You would be just as well off making computeWidth const/pure/readonly/whatever
The compiler can even detect if it modifies anything and mark it for you. In fact, better compilers will compute mod/ref information and know that m_cachedWidth is not touched over that call.
However, LLVM's (which is what at least Apple is using) basic stateless alias analysis is not good enough to do this in this kind of case (there are some exceptions where it might be able to, none apply here)

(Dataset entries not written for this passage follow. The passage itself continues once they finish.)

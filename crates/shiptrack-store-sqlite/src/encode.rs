//! Encoding and decoding helpers between domain types and the plain column
//! representations stored in SQLite.
//!
//! Timestamps are stored as RFC 3339 strings. Single-character discriminators
//! are stored as one-character TEXT.

use chrono::{DateTime, Utc};
use shiptrack_core::{PositionFix, PositionSample, Vessel};

use crate::{Error, Result};

// ─── DateTime<Utc> ───────────────────────────────────────────────────────────

pub fn encode_dt(dt: DateTime<Utc>) -> String { dt.to_rfc3339() }

pub fn decode_dt(s: &str) -> Result<DateTime<Utc>> {
  DateTime::parse_from_rfc3339(s)
    .map(|dt| dt.with_timezone(&Utc))
    .map_err(|e| Error::DateParse(e.to_string()))
}

// ─── char ────────────────────────────────────────────────────────────────────

pub fn encode_char(c: char) -> String { c.to_string() }

/// Empty columns decode to `'0'`, the same fallback the decoder uses.
pub fn decode_char(s: &str) -> char { s.chars().next().unwrap_or('0') }

// ─── Raw rows ────────────────────────────────────────────────────────────────

/// A `ships` row as read from SQLite, before char decoding.
pub struct RawVessel {
  pub mmsi:             i64,
  pub imo:              i64,
  pub name:             String,
  pub comment:          String,
  pub heading:          i32,
  pub course:           f64,
  pub speed:            f64,
  pub length:           f64,
  pub width:            f64,
  pub draught:          f64,
  pub ref_front:        i32,
  pub ref_left:         i32,
  pub path:             String,
  pub class:            String,
  pub kind:             String,
  pub source_call:      String,
  pub destination_call: String,
  pub vessel_class:     i32,
  pub nav_status:       i32,
}

impl RawVessel {
  pub const COLUMNS: &'static str = "mmsi, imo, name, comment, heading, course, speed, \
     length, width, draught, ref_front, ref_left, path, class, kind, \
     source_call, destination_call, vessel_class, nav_status";

  pub fn from_row(row: &rusqlite::Row<'_>) -> rusqlite::Result<Self> {
    Ok(Self {
      mmsi:             row.get(0)?,
      imo:              row.get(1)?,
      name:             row.get(2)?,
      comment:          row.get(3)?,
      heading:          row.get(4)?,
      course:           row.get(5)?,
      speed:            row.get(6)?,
      length:           row.get(7)?,
      width:            row.get(8)?,
      draught:          row.get(9)?,
      ref_front:        row.get(10)?,
      ref_left:         row.get(11)?,
      path:             row.get(12)?,
      class:            row.get(13)?,
      kind:             row.get(14)?,
      source_call:      row.get(15)?,
      destination_call: row.get(16)?,
      vessel_class:     row.get(17)?,
      nav_status:       row.get(18)?,
    })
  }

  pub fn into_vessel(self) -> Vessel {
    Vessel {
      mmsi:             self.mmsi,
      imo:              self.imo,
      name:             self.name,
      comment:          self.comment,
      heading:          self.heading,
      course:           self.course,
      speed:            self.speed,
      length:           self.length,
      width:            self.width,
      draught:          self.draught,
      ref_front:        self.ref_front,
      ref_left:         self.ref_left,
      path:             self.path,
      class:            decode_char(&self.class),
      kind:             decode_char(&self.kind),
      source_call:      self.source_call,
      destination_call: self.destination_call,
      vessel_class:     self.vessel_class,
      nav_status:       self.nav_status,
    }
  }
}

/// A `gps` row as read from SQLite, before timestamp decoding.
pub struct RawSample {
  pub log_id:     i64,
  pub imo:        i64,
  pub north:      f64,
  pub east:       f64,
  pub first_seen: String,
  pub last_seen:  String,
}

impl RawSample {
  pub fn into_sample(self) -> Result<PositionSample> {
    Ok(PositionSample {
      log_id: self.log_id,
      imo:    self.imo,
      fix:    PositionFix {
        latitude:   self.north,
        longitude:  self.east,
        first_seen: decode_dt(&self.first_seen)?,
        last_seen:  decode_dt(&self.last_seen)?,
      },
    })
  }
}

#[cfg(test)]
mod tests {
  use chrono::TimeZone;

  use super::*;

  #[test]
  fn dt_round_trips() {
    let dt = Utc.timestamp_opt(1479212440, 0).unwrap();
    assert_eq!(decode_dt(&encode_dt(dt)).unwrap(), dt);
  }

  #[test]
  fn bad_dt_is_an_error() {
    assert!(matches!(decode_dt("yesterday"), Err(Error::DateParse(_))));
  }

  #[test]
  fn empty_char_column_decodes_to_zero() {
    assert_eq!(decode_char(""), '0');
    assert_eq!(decode_char("i"), 'i');
  }
}
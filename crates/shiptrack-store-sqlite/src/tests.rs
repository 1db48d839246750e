//! Integration tests for `SqliteStore` against an in-memory database.

use chrono::{DateTime, Duration, TimeZone, Utc};
use shiptrack_core::{
  PositionFix, Vessel,
  store::{StoreConnector, VesselStore},
};

use crate::{SqliteConnector, SqliteStore};

async fn store() -> SqliteStore {
  SqliteStore::open_in_memory()
    .await
    .expect("in-memory store")
}

fn t0() -> DateTime<Utc> { Utc.timestamp_opt(1479212440, 0).unwrap() }

fn fix_at(minutes: i64) -> PositionFix {
  let at = t0() + Duration::minutes(minutes);
  PositionFix {
    latitude:   63.0 + minutes as f64 / 100.0,
    longitude:  21.5,
    first_seen: at,
    last_seen:  at,
  }
}

fn wasa() -> Vessel {
  Vessel {
    imo: 8000226,
    name: "WASA EXPRESS".into(),
    comment: "VAASA-UMEA-VAASA".into(),
    heading: 218,
    course: 284.0,
    speed: 2.5,
    class: 'i',
    kind: 'a',
    source_call: "OJQB".into(),
    destination_call: "ais".into(),
    vessel_class: 106,
    ..Vessel::new(230636000)
  }
}

// ─── Vessels ─────────────────────────────────────────────────────────────────

#[tokio::test]
async fn empty_store_lists_nothing() {
  let s = store().await;
  assert!(s.list_vessel_ids().await.unwrap().is_empty());
}

#[tokio::test]
async fn track_vessel_is_idempotent() {
  let s = store().await;

  assert!(s.track_vessel(230636000).await.unwrap());
  assert!(!s.track_vessel(230636000).await.unwrap());
  assert_eq!(s.list_vessel_ids().await.unwrap(), vec![230636000]);

  let v = s.get_vessel(230636000).await.unwrap().unwrap();
  assert_eq!(v, Vessel::new(230636000));
}

#[tokio::test]
async fn list_is_in_registration_order() {
  let s = store().await;
  s.track_vessel(300).await.unwrap();
  s.track_vessel(100).await.unwrap();
  s.track_vessel(200).await.unwrap();

  assert_eq!(s.list_vessel_ids().await.unwrap(), vec![300, 100, 200]);
}

#[tokio::test]
async fn upsert_ignores_untracked_vessels() {
  let s = store().await;
  s.track_vessel(211433000).await.unwrap();

  assert!(!s.upsert_vessel(&wasa()).await.unwrap());
  assert!(!s.upsert_vessel(&Vessel { mmsi: 0, ..wasa() }).await.unwrap());

  assert_eq!(s.list_vessel_ids().await.unwrap(), vec![211433000]);
  assert!(s.get_vessel(230636000).await.unwrap().is_none());
  assert!(s.get_vessel(0).await.unwrap().is_none());
}

#[tokio::test]
async fn upsert_overwrites_every_attribute() {
  let s = store().await;
  s.track_vessel(230636000).await.unwrap();
  assert!(s.upsert_vessel(&wasa()).await.unwrap());

  let renamed = Vessel {
    imo: 9999999,
    name: "WASA EXPRESS II".into(),
    comment: String::new(),
    class: 'x',
    ..wasa()
  };
  assert!(s.upsert_vessel(&renamed).await.unwrap());

  let v = s.get_vessel(230636000).await.unwrap().unwrap();
  assert_eq!(v, renamed);
  assert_eq!(s.list_vessel_ids().await.unwrap(), vec![230636000]);
}

#[tokio::test]
async fn float_attributes_keep_full_precision() {
  let s = store().await;
  s.track_vessel(211433000).await.unwrap();

  let colombo = Vessel {
    imo: 295244,
    course: 202.3,
    speed: 13.1492,
    length: 336.0,
    width: 45.6,
    draught: 14.2,
    ..Vessel::new(211433000)
  };
  assert!(s.upsert_vessel(&colombo).await.unwrap());

  let v = s.get_vessel(211433000).await.unwrap().unwrap();
  assert_eq!(v.course, 202.3);
  assert_eq!(v.speed, 13.1492);
  assert_eq!(v.width, 45.6);
  assert_eq!(v.draught, 14.2);
  assert_eq!(v, colombo);
}

#[tokio::test]
async fn get_vessel_missing_returns_none() {
  let s = store().await;
  assert!(s.get_vessel(1).await.unwrap().is_none());
}

// ─── Positions ───────────────────────────────────────────────────────────────

#[tokio::test]
async fn positions_are_oldest_first() {
  let s = store().await;
  for m in 0..3 {
    s.append_position(8000226, fix_at(m)).await.unwrap();
  }

  let samples = s.positions(8000226).await.unwrap();
  assert_eq!(samples.len(), 3);
  assert!(samples.windows(2).all(|w| w[0].log_id < w[1].log_id));
  assert_eq!(samples[0].fix, fix_at(0));
  assert_eq!(samples[2].fix, fix_at(2));
  assert!(samples.iter().all(|p| p.imo == 8000226));
}

#[tokio::test]
async fn positions_are_grouped_by_imo() {
  let s = store().await;
  s.append_position(1, fix_at(0)).await.unwrap();
  s.append_position(2, fix_at(1)).await.unwrap();

  assert_eq!(s.positions(1).await.unwrap().len(), 1);
  assert_eq!(s.positions(2).await.unwrap().len(), 1);
  assert!(s.positions(3).await.unwrap().is_empty());
}

// ─── Retention ───────────────────────────────────────────────────────────────

#[tokio::test]
async fn retention_on_empty_history_is_noop() {
  let s = store().await;
  assert_eq!(s.enforce_retention(8000226, 5).await.unwrap(), 0);
}

#[tokio::test]
async fn retention_under_cap_keeps_everything() {
  let s = store().await;
  for m in 0..3 {
    s.append_position(8000226, fix_at(m)).await.unwrap();
  }

  assert_eq!(s.enforce_retention(8000226, 5).await.unwrap(), 0);
  assert_eq!(s.positions(8000226).await.unwrap().len(), 3);
}

#[tokio::test]
async fn retention_keeps_the_most_recent() {
  let s = store().await;
  for m in 0..8 {
    s.append_position(8000226, fix_at(m)).await.unwrap();
  }

  assert_eq!(s.enforce_retention(8000226, 5).await.unwrap(), 3);

  let kept: Vec<_> = s
    .positions(8000226)
    .await
    .unwrap()
    .into_iter()
    .map(|p| p.fix)
    .collect();
  let expected: Vec<_> = (3..8).map(fix_at).collect();
  assert_eq!(kept, expected);
}

#[tokio::test]
async fn retention_bounds_history_across_appends() {
  let s = store().await;
  for m in 0..30 {
    s.append_position(8000226, fix_at(m)).await.unwrap();
    s.enforce_retention(8000226, 20).await.unwrap();
    let len = s.positions(8000226).await.unwrap().len();
    assert_eq!(len, usize::try_from(m + 1).unwrap().min(20));
  }
}

#[tokio::test]
async fn retention_only_touches_its_imo() {
  let s = store().await;
  for m in 0..4 {
    s.append_position(1, fix_at(m)).await.unwrap();
    s.append_position(2, fix_at(m)).await.unwrap();
  }

  assert_eq!(s.enforce_retention(1, 1).await.unwrap(), 3);
  assert_eq!(s.positions(1).await.unwrap().len(), 1);
  assert_eq!(s.positions(2).await.unwrap().len(), 4);
}

#[tokio::test]
async fn retention_cap_zero_clears_history() {
  let s = store().await;
  s.append_position(8000226, fix_at(0)).await.unwrap();
  s.append_position(8000226, fix_at(1)).await.unwrap();

  assert_eq!(s.enforce_retention(8000226, 0).await.unwrap(), 2);
  assert!(s.positions(8000226).await.unwrap().is_empty());
}

// ─── Connector ───────────────────────────────────────────────────────────────

#[tokio::test]
async fn connector_reopens_the_same_file() {
  let dir = tempfile::tempdir().unwrap();
  let connector = SqliteConnector::new(dir.path().join("ships.db"));

  {
    let first = connector.connect().await.unwrap();
    first.track_vessel(230636000).await.unwrap();
    first.append_position(8000226, fix_at(0)).await.unwrap();
  }

  let second = connector.connect().await.unwrap();
  assert_eq!(second.list_vessel_ids().await.unwrap(), vec![230636000]);
  assert_eq!(second.positions(8000226).await.unwrap().len(), 1);
}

This is actually a great example of how improving pointer and alias analysis in a compiler buys you gains, and not an example of "how you should modify your code", since you generally should not modify your code to work around temporary single-compiler deficiencies without very good reason.
Especially considering how quickly compiler releases are pushed by Apple/et al.
Even if it is not, I still think this is an example of "how you should modify your code". Reason? Doing
temp = foo();
temp *= bar();
m_member = temp;
keeps your state consistent in case bar() throws. I would even use it if bar() is known not to throw, because you can't know what the future will bring, and because what you 'know' sometimes isn't true. Defensive programming, if easy as in this case, is a net benefit.Some comments: The compiler does not do magic. If you call a virtual function or call an address from an other library, there is simply no way for the compiler to know the side effects at compile time.
The keyword "const" does not help the compiler to optimize this kind of code. Const is mostly a tool for developers, you can ignore it with mutable, const_cast, etc.
In many cases, the kind of code of the example will be optimized properly: -If the code is simple enough and all the functions are in the same compilation unit, Clang will figure out the dependencies and optimize it properly. -If the code is simple enough and the code is spread across several compilation units, Clang's link-time optimizer does an amazing job at finding dependencies.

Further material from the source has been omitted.